## [EXERCISE PROMPT]
Repeat the listing below exactly as given.

## [MATERIAL TO PROCESS]

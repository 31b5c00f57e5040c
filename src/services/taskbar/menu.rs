use crate::events::WindowId;
use crate::services::window_system::{Desktop, Request, WindowSystem};
use tracing::{debug, info, warn};

use super::Taskbar;

#[derive(Debug, Clone, Copy, PartialEq, Eq, Hash)]
pub enum MenuAction {
    Raise,
    Iconify,
    Close,
    MoveToDesktop(Desktop),
}

#[derive(Debug, Clone, PartialEq, Eq)]
pub struct MenuItem {
    pub label: String,
    pub action: MenuAction,
}

impl MenuItem {
    fn new(label: impl Into<String>, action: MenuAction) -> Self {
        Self { label: label.into(), action }
    }
}

/// Модель контекстного меню задачи
#[derive(Debug, Clone, PartialEq, Eq)]
pub struct ContextMenu {
    pub items: Vec<MenuItem>,
    /// Подменю «На стол»: по пункту на стол и «Все столы»
    pub desktops: Vec<MenuItem>,
}

impl ContextMenu {
    pub fn build(desktop_count: u32, names: &[String]) -> Self {
        let items = vec![
            MenuItem::new("Поднять", MenuAction::Raise),
            MenuItem::new("Свернуть", MenuAction::Iconify),
            MenuItem::new("Закрыть", MenuAction::Close),
        ];

        let mut desktops: Vec<MenuItem> = (0..desktop_count)
            .map(|i| {
                let label = names
                    .get(i as usize)
                    .filter(|name| !name.is_empty())
                    .cloned()
                    .unwrap_or_else(|| format!("Стол {}", i + 1));
                MenuItem::new(label, MenuAction::MoveToDesktop(Desktop::Index(i)))
            })
            .collect();
        desktops.push(MenuItem::new("Все столы", MenuAction::MoveToDesktop(Desktop::All)));

        Self { items, desktops }
    }
}

impl<W: WindowSystem> Taskbar<W> {
    pub(crate) fn rebuild_menu(&mut self) {
        self.menu = ContextMenu::build(self.registry.desktop_count, &self.registry.desktop_names);
        debug!("Контекстное меню перестроено: {} столов", self.registry.desktop_count);
        self.view.menu_rebuilt(&self.menu);
    }

    pub(crate) fn on_menu_action(&mut self, action: MenuAction) {
        let Some(window) = self.menu_target.filter(|w| self.registry.contains(*w)) else {
            warn!("Пункт меню {:?} выбран, но задача меню уже не существует", action);
            return;
        };
        info!("Меню {:?} для {}", action, window);

        match action {
            MenuAction::Raise => self.activate(window, true),
            MenuAction::Iconify => self.request(Request::Iconify(window)),
            MenuAction::Close => self.request(Request::Close(window)),
            MenuAction::MoveToDesktop(desktop) => self.request(Request::MoveToDesktop(window, desktop)),
        }
    }

    #[cfg(test)]
    pub fn menu_target(&self) -> Option<WindowId> {
        self.menu_target
    }
}

#[cfg(test)]
mod tests {
    use super::*;

    #[test]
    fn test_submenu_size_follows_desktop_count() {
        for count in [1, 2, 4, 9] {
            let menu = ContextMenu::build(count, &[]);
            assert_eq!(menu.desktops.len(), count as usize + 1);
            assert_eq!(menu.items.len(), 3);
        }
    }

    #[test]
    fn test_desktop_labels() {
        let names = vec!["web".to_string(), String::new()];
        let menu = ContextMenu::build(3, &names);

        let labels: Vec<_> = menu.desktops.iter().map(|i| i.label.as_str()).collect();
        assert_eq!(labels, vec!["web", "Стол 2", "Стол 3", "Все столы"]);
        assert_eq!(menu.desktops[3].action, MenuAction::MoveToDesktop(Desktop::All));
        assert_eq!(menu.desktops[1].action, MenuAction::MoveToDesktop(Desktop::Index(1)));
    }
}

## [SOLUTION TO THIS TASK]
repository 31b5c00f57e5040c
filename src/services/taskbar/menu.rs
use crate::events::WindowId;
use crate::services::window_system::{Desktop, Request, WindowSystem};
use tracing::{debug, info, warn};

use super::Taskbar;

#[derive(Debug, Clone, Copy, PartialEq, Eq, Hash)]
pub enum MenuAction {
    Raise,
    Iconify,
    Close,
    MoveToDesktop(Desktop),
}

#[derive(Debug, Clone, PartialEq, Eq)]
pub struct MenuItem {
    pub label: String,
    pub action: MenuAction,
}

impl MenuItem {
    fn new(label: impl Into<String>, action: MenuAction) -> Self {
        Self { label: label.into(), action }
    }
}

/// Модель контекстного меню задачи
#[derive(Debug, Clone, PartialEq, Eq)]
pub struct ContextMenu {
    pub items: Vec<MenuItem>,
    /// Подменю «На стол»: по пункту на стол и «Все столы»
    pub desktops: Vec<MenuItem>,
}

impl ContextMenu {
    pub fn build(desktop_count: u32, names: &[String]) -> Self {
        let items = vec![
            MenuItem::new("Поднять", MenuAction::Raise),
            MenuItem::new("Свернуть", MenuAction::Iconify),
            MenuItem::new("Закрыть", MenuAction::Close),
        ];

        let mut desktops: Vec<MenuItem> = (0..desktop_count)
            .map(|i| {
                let label = names
                    .get(i as usize)
                    .filter(|name| !name.is_empty())
                    .cloned()
                    .unwrap_or_else(|| format!("Стол {}", i + 1));
                MenuItem::new(label, MenuAction::MoveToDesktop(Desktop::Index(i)))
            })
            .collect();
        desktops.push(MenuItem::new("Все столы", MenuAction::MoveToDesktop(Desktop::All)));

        Self { items, desktops }
    }
}

impl<W: WindowSystem> Taskbar<W> {
    pub(crate) fn rebuild_menu(&mut self) {
        self.menu = ContextMenu::build(self.registry.desktop_count, &self.registry.desktop_names);
        debug!("Контекстное меню перестроено: {} столов", self.registry.desktop_count);
        self.view.menu_rebuilt(&self.menu);
    }

    pub(crate) fn on_menu_action(&mut self, action: MenuAction) {
        let Some(window) = self.menu_target.filter(|w| self.registry.contains(*w)) else {
            warn!("Пункт меню {:?} выбран, но задача меню уже не существует", action);
            return;
        };
        info!("Меню {:?} для {}", action, window);

        match action {
            MenuAction::Raise => self.activate(window, true),
            MenuAction::Iconify => self.request(Request::Iconify(window)),
            MenuAction::Close => self.request(Request::Close(window)),
            MenuAction::MoveToDesktop(desktop) => self.request(Request::MoveToDesktop(window, desktop)),
        }
    }

    #[cfg(test)]
    pub fn menu_target(&self) -> Option<WindowId> {
        self.menu_target
    }
}

#[cfg(test)]
mod tests {
    use super::*;

    #[test]
    fn test_submenu_size_follows_desktop_count() {
        for count in [1, 2, 4, 9] {
            let menu = ContextMenu::build(count, &[]);
            assert_eq!(menu.desktops.len(), count as usize + 1);
            assert_eq!(menu.items.len(), 3);
        }
    }

    #[test]
    fn test_desktop_labels() {
        let names = vec!["web".to_string(), String::new()];
        let menu = ContextMenu::build(3, &names);

        let labels: Vec<_> = menu.desktops.iter().map(|i| i.label.as_str()).collect();
        assert_eq!(labels, vec!["web", "Стол 2", "Стол 3", "Все столы"]);
        assert_eq!(menu.desktops[3].action, MenuAction::MoveToDesktop(Desktop::All));
        assert_eq!(menu.desktops[1].action, MenuAction::MoveToDesktop(Desktop::Index(1)));
    }
}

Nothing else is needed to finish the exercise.